As the Western most territory of the United States, Guam is a vital strategic asset in the Pacific. It is located about 3,300 miles West of Hawaii, 1,500 miles east of the Philippines and 1,550 miles south of Japan. Part of the Marianas Archipelago, Guam, looks like an island but is actually the exposed top of a submerged 38,000-foot mountain, which is the union of two volcanoes. In area it is about 212 square miles or about three times the size of Washington, D.C.  Guam is a U.S. territory and the people of the island are U.S. citizens. During the Cold War (1947-1991), the U.S. had many more formal arrangements with foreign governments to base our military. Now, most of these islands and island nations want the U.S. gone. Since there are no new islands in East Asia, that leaves increasing the U.S. capability on Guam as a key step to effectively withdrawing from bases where the U.S. is no longer welcome. A brand new BOS contract in a growing military environment is a terrific opportunity for any major contractor with the ability to bankroll the acquisition and start-up. The military industrial complex had representatives nosing around Guam for years before the competition was announced and I was one of many ‘boots on the ground’. In 2000, the seven and a half year contract was finally awarded. At that time, the base contract amount was estimated at about $329 million, which beat the estimate given in the commercial activities study.

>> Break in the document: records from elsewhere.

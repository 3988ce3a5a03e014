use std::io::{self, Write};

use core_interp::{
    error::RuntimeError,
    interpreter::{
        environment::{Environment, SymbolTable},
        evaluator::{ExecStats, Executor, execute, input::DataStream},
        parser::{Parsed, parse},
    },
};

fn exec(src: &str, data: &str) -> Result<(ExecStats, String), RuntimeError> {
    let parsed = parse(src, 1000).unwrap_or_else(|e| panic!("{src:?} failed to parse: {e}"));
    let mut out = Vec::new();
    let stats = execute(&parsed, data.as_bytes(), &mut out)?;
    Ok((stats, String::from_utf8(out).unwrap()))
}

struct BrokenPipe;

impl Write for BrokenPipe {
    fn write(&mut self, _: &[u8]) -> io::Result<usize> {
        Err(io::Error::from(io::ErrorKind::BrokenPipe))
    }

    fn flush(&mut self) -> io::Result<()> {
        Ok(())
    }
}

#[test]
fn statements_run_in_source_order() {
    let (_, out) = exec("program int A, B; begin A = 1; B = A + 1; A = B * 10; write A, B; end",
                        "").unwrap();

    assert_eq!(out, "A = 20\nB = 2\n");
}

#[test]
fn environment_is_visible_after_execution() {
    let parsed = parse("program int A, B, C; begin read A; B = A - 50; end", 100).unwrap();
    let mut out = Vec::new();
    let mut executor = Executor::new(&parsed, "8".as_bytes(), &mut out);
    executor.run().unwrap();

    let env = executor.environment();
    assert_eq!(env.get_by_name("A"), Some(8));
    assert_eq!(env.get_by_name("B"), Some(-42));
    assert_eq!(env.get_by_name("C"), None);
    assert_eq!(env.bindings().collect::<Vec<_>>(),
               vec![("A", Some(8)), ("B", Some(-42)), ("C", None)]);
}

#[test]
fn stats_count_statements_per_iteration() {
    let src = "program int I; begin I = 0; while (I < 4) loop I = I + 1; end; end";
    let (stats, _) = exec(src, "").unwrap();

    assert_eq!(stats,
               ExecStats { statements:  6,
                           conditions:  5,
                           comparisons: 5,
                           iterations:  4, });
}

#[test]
fn read_consumes_data_across_lines_and_statements() {
    let src = "program int A, B, C; begin read A; read B, C; write C, B, A; end";
    let (_, out) = exec(src, "  10\n\n-20\t+30 99\n").unwrap();

    assert_eq!(out, "C = 30\nB = -20\nA = 10\n");
}

#[test]
fn uninitialized_read_in_an_expression_names_the_variable_and_line() {
    let err = exec("program int A, B;\nbegin\nA = 1;\nA = A + B;\nend", "").unwrap_err();

    assert!(matches!(err, RuntimeError::UninitializedVariable { ref name, line: 4 } if name == "B"));
}

#[test]
fn uninitialized_variable_in_a_condition_is_an_error() {
    let err = exec("program int A; begin while (A < 3) loop A = 1; end; end", "").unwrap_err();

    assert!(matches!(err, RuntimeError::UninitializedVariable { .. }));
}

#[test]
fn write_fails_midway_through_a_list() {
    let parsed = parse("program int A, B; begin A = 1; write A, B; end", 100).unwrap();
    let mut out = Vec::new();
    let err = execute(&parsed, "".as_bytes(), &mut out).unwrap_err();

    assert!(matches!(err, RuntimeError::UninitializedVariable { ref name, .. } if name == "B"));
    assert_eq!(String::from_utf8(out).unwrap(), "A = 1\n");
}

#[test]
fn overflow_in_multiplication_and_subtraction() {
    let err = exec("program int A; begin A = 4611686018427387904 * 2; end", "").unwrap_err();
    assert!(matches!(err, RuntimeError::Overflow { line: 1 }));

    let err = exec("program int A; begin A = 0 - 9223372036854775807 - 2; end", "");
    assert!(err.is_ok(), "0 - (MAX - 2) fits: {err:?}");

    let err = exec("program int A, B; begin read A; B = A - 1; end", "-9223372036854775808").unwrap_err();
    assert!(matches!(err, RuntimeError::Overflow { .. }));
}

#[test]
fn failing_output_is_an_io_error() {
    let parsed = parse("program int A; begin A = 1; write A; end", 100).unwrap();
    let err = execute(&parsed, "".as_bytes(), BrokenPipe).unwrap_err();

    assert!(matches!(err, RuntimeError::Io { line: 1, .. }));
}

#[test]
fn data_stream_reports_exhaustion_and_garbage() {
    let mut data = DataStream::new("12 x3".as_bytes());

    assert_eq!(data.next_integer(1).unwrap(), 12);
    assert!(matches!(data.next_integer(2), Err(RuntimeError::InputNotInteger { ref token, line: 2 }) if token == "x3"));
    assert!(matches!(data.next_integer(3), Err(RuntimeError::InputExhausted { line: 3 })));
}

#[test]
fn data_stream_rejects_values_outside_the_integer_range() {
    let mut data = DataStream::new("9223372036854775808".as_bytes());

    assert!(matches!(data.next_integer(1), Err(RuntimeError::InputNotInteger { .. })));
}

#[test]
fn environment_slots_are_shared_by_name_and_symbol() {
    let mut symbols = SymbolTable::new();
    let a = symbols.declare("A").unwrap();
    symbols.declare("B").unwrap();

    let mut env = Environment::new(&symbols);
    assert!(env.set(a, 3));
    assert_eq!(env.get_by_name("A"), Some(3));
    assert!(env.set_by_name("B", 4));
    assert_eq!(env.get(symbols.resolve("B").unwrap()), Some(4));
    assert!(!env.set_by_name("Z", 1));
}

#[test]
fn data_that_is_not_utf8_is_not_an_integer() {
    let mut data = DataStream::new(&b"7 4\xff2 9"[..]);

    assert_eq!(data.next_integer(1).unwrap(), 7);
    assert!(matches!(data.next_integer(2), Err(RuntimeError::InputNotInteger { line: 2, .. })));
    assert_eq!(data.next_integer(3).unwrap(), 9);
}

#[test]
fn storing_to_a_foreign_symbol_is_reported() {
    let mut other = SymbolTable::new();
    other.declare("A").unwrap();
    let foreign = other.declare("B").unwrap();

    let mut symbols = SymbolTable::new();
    symbols.declare("A").unwrap();
    let mut env = Environment::new(&symbols);

    assert!(!env.set(foreign, 1));
    assert_eq!(env.bindings().collect::<Vec<_>>(), vec![("A", None)]);
}

#[test]
fn assignment_to_a_variable_missing_from_the_environment_fails() {
    let parsed = parse("program int A;\nbegin\nA = 1;\nend", 100).unwrap();
    let parsed = Parsed { symbols: SymbolTable::new(),
                          ..parsed };
    let mut out = Vec::new();
    let err = execute(&parsed, "".as_bytes(), &mut out).unwrap_err();

    assert!(matches!(err, RuntimeError::UnknownVariable { line: 3, .. }), "{err}");
}

#[test]
fn stacked_negations_are_each_counted() {
    let (stats, out) = exec("program int A; begin A = 1; if !!!(A == 1) then A = 2; else write A; end; end",
                            "").unwrap();

    assert_eq!(out, "A = 1\n");
    assert_eq!(stats.conditions, 4);
    assert_eq!(stats.comparisons, 1);
}
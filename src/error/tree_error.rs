use thiserror::Error;

use crate::ast::{Node, NodeId, Slot, Tag};

/// Errors raised by the syntax tree arena and its cursor.
///
/// None of these can be caused by a well-formed program on a tree built by the
/// parser, except [`TreeError::CapacityExceeded`] for programs larger than the
/// configured node budget.
#[derive(Debug, Clone, PartialEq, Eq, Error)]
pub enum TreeError {
    /// The arena is full.
    #[error("Internal error: parse tree is out of memory ({capacity} nodes).")]
    CapacityExceeded {
        /// The fixed node capacity of the tree.
        capacity: usize,
    },
    /// Parentheses, brackets or blocks nest deeper than the parser allows.
    #[error("Internal error: program nests deeper than {limit} levels.")]
    NestingTooDeep {
        /// The nesting limit.
        limit: usize,
    },
    /// `ascend` was called with an empty ancestor stack.
    #[error("Internal error: cannot ascend above the root node.")]
    AscendPastRoot,
    /// `descend` named a slot the current node does not occupy.
    #[error("Internal error: {tag} node has no child in slot {slot}.")]
    EmptySlot {
        /// Tag of the current node.
        tag:  Tag,
        /// The requested slot.
        slot: Slot,
    },
    /// A walker found a node of the wrong kind.
    #[error("Internal error: expecting {expected}, found {found}.")]
    UnexpectedNode {
        /// The tag the walker needed.
        expected: Tag,
        /// The tag actually found.
        found:    Tag,
    },
    /// A node identity that does not belong to the tree.
    #[error("Internal error: node {0} is not in the tree.")]
    UnknownNode(NodeId),
    /// The tree has no root yet.
    #[error("Internal error: the parse tree is empty.")]
    Empty,
}

impl TreeError {
    /// Builds the error for a walker that needed `expected` but met `found`.
    #[must_use]
    pub const fn unexpected(expected: Tag, found: &Node) -> Self {
        Self::UnexpectedNode { expected,
                               found: found.tag() }
    }
}
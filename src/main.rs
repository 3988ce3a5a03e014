use std::{
    fs::{self, File},
    io::{self, BufReader, BufWriter},
    path::PathBuf,
    process::ExitCode,
};

use clap::{ArgAction, Parser};
use core_interp::{
    config::Config,
    error::Error,
    interpreter::{parser::parse, tree::DEFAULT_CAPACITY},
    logging, run,
};
use tracing::debug;

/// core-interp parses a Core program, pretty-prints it, and executes it
/// against a file of input integers.
#[derive(Parser, Debug)]
#[command(version, about, long_about = None)]
struct Args {
    /// The Core program to run.
    source: PathBuf,

    /// Whitespace-separated integers consumed by the program's `read`
    /// statements.
    data: PathBuf,

    /// Increase logging verbosity (-v: debug, -vv+: trace).
    #[arg(short, long, action = ArgAction::Count)]
    verbose: u8,

    /// Maximum number of nodes in the syntax tree.
    #[arg(long, value_name = "N", default_value_t = DEFAULT_CAPACITY)]
    max_nodes: usize,

    /// Skip printing the program before executing it.
    #[arg(long)]
    no_print: bool,

    /// Write the syntax tree to standard error, one node per line.
    #[arg(long)]
    dump_tree: bool,
}

fn main() -> ExitCode {
    let args = Args::parse();
    logging::init(args.verbose);

    match drive(&args) {
        Ok(()) => ExitCode::SUCCESS,
        Err(e) => {
            eprintln!("{e}");
            ExitCode::from(e.exit_code())
        },
    }
}

fn drive(args: &Args) -> Result<(), Error> {
    let source = fs::read_to_string(&args.source).map_err(|source| Error::Open { path: args.source
                                                                                          .clone(),
                                                                                   source })?;
    let parsed = parse(&source, args.max_nodes)?;
    if args.dump_tree {
        eprint!("{}", parsed.tree);
    }

    let data = File::open(&args.data).map_err(|source| Error::Open { path: args.data.clone(),
                                                                      source })?;
    let config = Config { max_nodes: args.max_nodes,
                          print:     !args.no_print, };
    let stats = run(&parsed,
                    BufReader::new(data),
                    BufWriter::new(io::stdout().lock()),
                    &config)?;
    debug!(?stats, "done");
    Ok(())
}
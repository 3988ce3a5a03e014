use core_interp::{
    error::ParseError,
    interpreter::lexer::{Lexeme, Lexer, TokenKind},
};

fn kinds(src: &str) -> Vec<TokenKind> {
    Lexer::new(src).expect("first token is valid")
                   .map(|token| token.expect("source lexes").kind)
                   .collect()
}

fn lex_error(src: &str) -> ParseError {
    match Lexer::new(src) {
        Err(e) => e,
        Ok(lexer) => lexer.filter_map(Result::err)
                          .next()
                          .unwrap_or_else(|| panic!("{src:?} lexed without error")),
    }
}

#[test]
fn codes_cover_one_to_thirty_three_in_order() {
    for (i, kind) in TokenKind::ALL.iter().enumerate() {
        assert_eq!(usize::from(kind.code()), i + 1, "{kind}");
    }
    assert_eq!(TokenKind::Write.code(), 11);
    assert_eq!(TokenKind::GreaterEqual.code(), 30);
    assert_eq!(TokenKind::Integer.code(), 31);
    assert_eq!(TokenKind::Identifier.code(), 32);
}

#[test]
fn keywords_are_recognized() {
    use TokenKind::*;
    assert_eq!(kinds("program begin end int if then else while loop read write"),
               vec![Program, Begin, End, Int, If, Then, Else, While, Loop, Read, Write, Eof]);
    assert!(Program.is_keyword());
    assert!(!Semicolon.is_keyword());
}

#[test]
fn two_character_symbols_win_over_one_character_symbols() {
    use TokenKind::*;
    assert_eq!(kinds("!= ! == = <= < >= > && || ; , [ ] ( ) + - *"),
               vec![BangEqual, Bang, EqualEqual, Assign, LessEqual, Less, GreaterEqual, Greater,
                    AndAnd, OrOr, Semicolon, Comma, LBracket, RBracket, LParen, RParen, Plus,
                    Minus, Star, Eof]);
    assert_eq!(kinds("!=="), vec![BangEqual, Assign, Eof]);
}

#[test]
fn punctuation_needs_no_whitespace() {
    use TokenKind::*;
    assert_eq!(kinds("A=(B+12)*C;"),
               vec![Identifier, Assign, LParen, Identifier, Plus, Integer, RParen, Star,
                    Identifier, Semicolon, Eof]);
    assert_eq!(kinds("end;"), vec![End, Semicolon, Eof]);
}

#[test]
fn payloads_are_attached() {
    let mut lexer = Lexer::new("X12 = 345;").unwrap();

    assert_eq!(lexer.identifier_name(), Some("X12"));
    assert_eq!(lexer.literal_value(), None);
    lexer.advance().unwrap();
    assert_eq!(lexer.identifier_name(), None);
    lexer.advance().unwrap();
    assert_eq!(lexer.literal_value(), Some(345));
    assert_eq!(lexer.current().text, "345");
}

#[test]
fn end_of_stream_repeats() {
    let mut lexer = Lexer::new("  \n\t ").unwrap();
    let eof = Lexeme { kind:  TokenKind::Eof,
                       text:  "EOF".to_string(),
                       value: None,
                       name:  None,
                       line:  2, };

    assert_eq!(lexer.current(), &eof);
    lexer.advance().unwrap();
    lexer.advance().unwrap();
    assert_eq!(lexer.current(), &eof);
}

#[test]
fn lines_are_counted() {
    let lines: Vec<usize> = Lexer::new("program\nint A;\n\n begin")
        .unwrap()
        .map(|token| token.unwrap().line)
        .collect();

    assert_eq!(lines, vec![1, 2, 2, 2, 4, 4]);
}

#[test]
fn vertical_tab_and_form_feed_are_whitespace() {
    assert_eq!(kinds("int\x0BA\x0C;"),
               vec![TokenKind::Int, TokenKind::Identifier, TokenKind::Semicolon, TokenKind::Eof]);
}

#[test]
fn unknown_lowercase_words_are_invalid_tokens() {
    let err = lex_error("program prog");
    assert_eq!(err.to_string(), "Error on line 1: Invalid token: prog");

    let err = lex_error("programs");
    assert!(matches!(err, ParseError::InvalidToken { ref token, .. } if token == "programs"));
}

#[test]
fn lone_ampersand_and_bar_are_invalid_tokens() {
    assert!(matches!(lex_error("A & B"), ParseError::InvalidToken { ref token, .. } if token == "&"));
    assert!(matches!(lex_error("A | B"), ParseError::InvalidToken { ref token, .. } if token == "|"));
}

#[test]
fn non_ascii_input_is_an_invalid_character() {
    assert!(matches!(lex_error("A = é;"), ParseError::InvalidCharacter { ch: 'é', line: 1 }));
}

#[test]
fn words_must_be_followed_by_a_separator() {
    assert_eq!(lex_error("intA;").to_string(),
               "Error on line 1: Whitespace required after int token.");
    assert_eq!(lex_error("12AB").to_string(),
               "Error on line 1: Whitespace required after 12 token.");
    assert_eq!(lex_error("\nX1y").to_string(),
               "Error on line 2: Whitespace required after X1 token.");
}

#[test]
fn identifiers_are_letters_then_digits() {
    assert!(matches!(lex_error("A1B"), ParseError::InvalidToken { ref token, .. } if token == "A1B"));
    assert_eq!(kinds("ABC123"), vec![TokenKind::Identifier, TokenKind::Eof]);
}

#[test]
fn oversized_literals_are_rejected() {
    assert!(matches!(lex_error("9223372036854775808"), ParseError::LiteralTooLarge { .. }));
    assert_eq!(kinds("9223372036854775807"), vec![TokenKind::Integer, TokenKind::Eof]);
}
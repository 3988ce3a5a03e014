use crate::{
    ast::{CompOp, Cond, Node, NodeId},
    error::Expected,
    interpreter::{
        lexer::TokenKind,
        parser::core::{ParseResult, Parser},
    },
};

impl Parser<'_> {
    /// Parses a condition.
    ///
    /// Grammar: `cond := comparison | "!" cond | "[" cond ("&&"|"||") cond "]"`
    ///
    /// Leading `!`s are read in a loop. After them, anything other than `[`
    /// is taken to be a comparison.
    ///
    /// # Errors
    /// - `Unexpected` naming `"&&" or "||"` when a bracketed condition has no
    ///   logical operator.
    /// - `Unexpected` naming `"]"` when the bracket is not closed.
    pub(in crate::interpreter::parser) fn parse_cond(&mut self) -> ParseResult<NodeId> {
        let mut negations = Vec::new();
        while self.kind() == TokenKind::Bang {
            negations.push(self.open()?);
            self.lexer.advance()?;
        }

        let line = self.open()?;
        let cond = if self.kind() == TokenKind::LBracket {
            self.lexer.advance()?;
            let lhs = self.nested(Self::parse_cond)?;
            let combine: fn(NodeId, NodeId) -> Cond = match self.kind() {
                TokenKind::AndAnd => Cond::And,
                TokenKind::OrOr => Cond::Or,
                _ => return self.unexpected(Expected::LogicalOperator),
            };
            self.lexer.advance()?;
            let rhs = self.nested(Self::parse_cond)?;
            self.expect(TokenKind::RBracket, Expected::CloseBracket)?;
            combine(lhs, rhs)
        } else {
            Cond::Compare(self.parse_comparison()?)
        };

        let mut cond = self.alloc(Node::Cond(cond), line)?;
        for line in negations.into_iter().rev() {
            cond = self.alloc(Node::Cond(Cond::Not(cond)), line)?;
        }
        Ok(cond)
    }

    /// Parses `( operand comp-op operand )`.
    fn parse_comparison(&mut self) -> ParseResult<NodeId> {
        let line = self.open()?;
        self.expect(TokenKind::LParen, Expected::Comparison)?;
        let lhs = self.parse_operand()?;
        let op = self.parse_comp_op()?;
        let rhs = self.parse_operand()?;
        self.expect(TokenKind::RParen, Expected::CloseParen)?;
        self.alloc(Node::Comparison { lhs, op, rhs }, line)
    }

    /// Parses one of `!= == < > <= >=`.
    fn parse_comp_op(&mut self) -> ParseResult<NodeId> {
        let line = self.open()?;
        let op = match self.kind() {
            TokenKind::BangEqual => CompOp::NotEqual,
            TokenKind::EqualEqual => CompOp::Equal,
            TokenKind::Less => CompOp::Less,
            TokenKind::Greater => CompOp::Greater,
            TokenKind::LessEqual => CompOp::LessEqual,
            TokenKind::GreaterEqual => CompOp::GreaterEqual,
            _ => return self.unexpected(Expected::ComparisonOperator),
        };
        self.lexer.advance()?;
        self.alloc(Node::CompOp(op), line)
    }
}
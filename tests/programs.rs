use std::{fs, path::Path};

use core_interp::{config::Config, interpret};
use walkdir::WalkDir;

fn read_sibling(path: &Path, extension: &str) -> Option<String> {
    fs::read_to_string(path.with_extension(extension)).ok()
}

#[test]
fn golden_programs_match() {
    let mut count = 0;

    for entry in
        WalkDir::new("tests/programs").into_iter()
                                      .filter_map(Result::ok)
                                      .filter(|e| e.path().extension().is_some_and(|ext| ext == "core"))
    {
        let path = entry.path();
        let source =
            fs::read_to_string(path).unwrap_or_else(|e| panic!("Failed to read {path:?}: {e}"));
        let data = read_sibling(path, "data").unwrap_or_default();

        let mut out = Vec::new();
        let result = interpret(&source, data.as_bytes(), &mut out, &Config::default());
        let out = String::from_utf8(out).expect("output is UTF-8");

        match (read_sibling(path, "out"), read_sibling(path, "err")) {
            (Some(expected), None) => {
                if let Err(e) = result {
                    panic!("{path:?} failed: {e}");
                }
                assert_eq!(out, expected, "wrong output for {path:?}");
            },
            (None, Some(expected)) => {
                let Err(e) = result else {
                    panic!("{path:?} succeeded but was expected to fail");
                };
                assert!(e.to_string().contains(expected.trim()),
                        "{path:?}: expected {:?}, got {:?}",
                        expected.trim(),
                        e.to_string());
            },
            _ => panic!("{path:?} needs exactly one of a .out or a .err file"),
        }
        count += 1;
    }

    assert!(count > 0, "No programs found in tests/programs");
}
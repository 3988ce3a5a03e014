use std::io::{BufRead, Write};

use crate::{
    ast::{CompOp, Cond, Node, NodeId, Tag},
    error::TreeError,
    interpreter::evaluator::core::{ExecResult, Executor},
};

impl<R: BufRead, W: Write> Executor<'_, R, W> {
    /// Evaluates a condition to a boolean.
    ///
    /// Both sides of `&&` and `||` are always evaluated, left first, before
    /// the results are combined. An uninitialized variable on the right side
    /// is therefore an error even when the left side decides the outcome.
    /// A run of `!` is walked in a loop, counting each negation as one
    /// condition.
    pub(super) fn eval_cond(&mut self, mut id: NodeId) -> ExecResult<bool> {
        let mut negated = false;
        loop {
            let cond = match self.node(id)? {
                Node::Cond(cond) => cond,
                other => return Err(TreeError::unexpected(Tag::Cond, &other).into()),
            };
            self.stats.conditions += 1;
            let value = match cond {
                Cond::Not(inner) => {
                    negated = !negated;
                    id = inner;
                    continue;
                },
                Cond::Compare(comparison) => self.eval_comparison(comparison)?,
                Cond::And(lhs, rhs) => {
                    let lhs = self.eval_cond(lhs)?;
                    let rhs = self.eval_cond(rhs)?;
                    lhs && rhs
                },
                Cond::Or(lhs, rhs) => {
                    let lhs = self.eval_cond(lhs)?;
                    let rhs = self.eval_cond(rhs)?;
                    lhs || rhs
                },
            };
            return Ok(value != negated);
        }
    }

    fn eval_comparison(&mut self, id: NodeId) -> ExecResult<bool> {
        let (lhs, op, rhs) = match self.node(id)? {
            Node::Comparison { lhs, op, rhs } => (lhs, op, rhs),
            other => return Err(TreeError::unexpected(Tag::Comparison, &other).into()),
        };
        self.stats.comparisons += 1;
        let lhs = self.eval_operand(lhs)?;
        let op = self.comp_op(op)?;
        let rhs = self.eval_operand(rhs)?;
        Ok(op.apply(lhs, rhs))
    }

    fn comp_op(&self, id: NodeId) -> ExecResult<CompOp> {
        match self.node(id)? {
            Node::CompOp(op) => Ok(op),
            other => Err(TreeError::unexpected(Tag::CompOp, &other).into()),
        }
    }
}
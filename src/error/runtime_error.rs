use std::io;

use thiserror::Error;

use crate::error::TreeError;

/// Represents all errors that can occur while executing a program.
#[derive(Debug, Error)]
pub enum RuntimeError {
    /// A variable was read before any value was assigned or read into it.
    #[error("Error on line {line}: Uninitialized variable {name}")]
    UninitializedVariable {
        /// The name of the variable.
        name: String,
        /// The source line where the error occurred.
        line: usize,
    },
    /// A name that the symbol table does not know.
    #[error("Error on line {line}: Unknown variable '{name}'.")]
    UnknownVariable {
        /// The name of the variable.
        name: String,
        /// The source line where the error occurred.
        line: usize,
    },
    /// A `read` statement ran past the end of the data stream.
    #[error("Error on line {line}: Input is empty.")]
    InputExhausted {
        /// The source line of the `read` statement.
        line: usize,
    },
    /// A `read` statement met a data token that is not an integer.
    #[error("Error on line {line}: Input is not an integer: {token}")]
    InputNotInteger {
        /// The offending data token.
        token: String,
        /// The source line of the `read` statement.
        line:  usize,
    },
    /// Arithmetic overflowed the 64-bit integer range.
    #[error("Error on line {line}: Integer overflow while trying to compute result.")]
    Overflow {
        /// The source line where the error occurred.
        line: usize,
    },
    /// Reading the data stream or writing output failed.
    #[error("Error on line {line}: I/O error: {source}")]
    Io {
        /// The underlying I/O error.
        source: io::Error,
        /// The source line of the statement performing I/O.
        line:   usize,
    },
    /// The tree handed to the evaluator broke a structural invariant.
    #[error(transparent)]
    Tree(#[from] TreeError),
}
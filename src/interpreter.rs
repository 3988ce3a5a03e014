/// The environment module holds the two name tables.
///
/// The symbol table records declared names for the parser's declare and
/// resolve checks; the environment holds one optional value per declared name
/// for the evaluator.
///
/// # Responsibilities
/// - Rejects duplicate declarations and resolves uses to dense symbols.
/// - Stores and retrieves variable values by symbol or by name.
pub mod environment;
/// The evaluator module executes a parsed program.
///
/// The evaluator walks the syntax tree statement by statement, computes
/// integer expressions and conditions, updates variable values, and performs
/// all reads from the data stream and writes to the output.
///
/// # Responsibilities
/// - Executes assignments, conditionals, loops, reads and writes.
/// - Reports runtime errors such as uninitialized variables or overflow.
pub mod evaluator;
/// The lexer module tokenizes Core source text.
///
/// The lexer classifies the raw source into keywords, symbols, integer
/// literals and identifiers, handing the parser one token at a time with a
/// single token of lookahead.
///
/// # Responsibilities
/// - Produces tokens with their kind, text, payload and source line.
/// - Enforces the whitespace-after-word rule and rejects invalid input.
pub mod lexer;
/// The parser module builds the syntax tree from tokens.
///
/// One procedure per grammar rule consumes the lexer, allocates typed nodes
/// and checks declarations in the same pass.
///
/// # Responsibilities
/// - Validates the grammar, naming the expected construct on failure.
/// - Rejects duplicate declarations and uses of undeclared names.
pub mod parser;
/// The printer module renders a syntax tree as canonical Core source.
pub mod printer;
/// The tree module stores parsed programs.
///
/// A bounded, append-only arena of nodes addressed by [`NodeId`], plus the
/// cursor used to navigate it.
///
/// [`NodeId`]: crate::ast::NodeId
pub mod tree;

Guam has a down side as a strategic asset. It is subject to typhoons. During my stay on Guam, I got up close and personal with Super-typhoon Paka. When it hit Guam, the winds were measured at 145 miles per hour before the anemometer broke. I was on the 7th floor of the hotel listening to the next building scream as it twisted in the wind when the French doors in my room blew out. During half-time when the eye was passing over, I decided to go down to the lobby. I came close to not being able to get back into my room as the second eye wall closed in. The building all stood the test and communications and power were never lost. In the aftermath the Federal Emergency Management Agency (FEMA) and the Red Cross swooped in to ‘help’. They consumed every available supply, vehicle, and room on the island to set up their offices and fill in their forms. In the meantime, the real help came from within. The people set up food preparation in the parks and most of us spent time volunteering with serving food, cleaning-up and rebuilding. FEMA and the Red Cross did an excellent job of filling in their forms and consuming what precious little material was left on the island, though.

Prior to WWI, ships using the great-circle route[1] to the west used Guam as a coal stop. Guam was a logistics hub for the Allies during WWII and is, on occasion, referred to as “the Supermarket of the Pacific”. Most recently, during the Cold War (1947-1991), Guam was the “Crossroads of the Pacific” because it was one of the first Polaris missile support bases, home to Air Force B-52s, and a critical Defense/State Department communications/intelligence link. During Viet Nam, Guam also became a base for the minesweepers that worked to clear Haiphong Harbor at the end of hostilities. In 1969, President Nixon pushed a doctrine self-defense for the U.S.’s Asian Allies and Guam’s role and and its important physical infrastructure declined. In 1993, the former Air Station in Agana was closed under the 1993 Base Reutilization and Closure Act (BRAC) and about 1800 acres were turned over to Guam for redevelopment.

Do we need to be in Asia? I think so. Let me count the ways.

  1. North Korea has nuclear capability and they have made certain the U.S. and the world is aware of that fact.
  2. We the People of the U.S., have turned to China to manufacture our goods. We need to be able to get those products back to us. China is not a comfortable ally; they are not our friends and would just as soon see the U.S. leave Asia entirely. Secretary of State, John Kerry, just cut a deal with China. China committed to use their influence with North Korea in exchange for the U.S. pulling back its missiles.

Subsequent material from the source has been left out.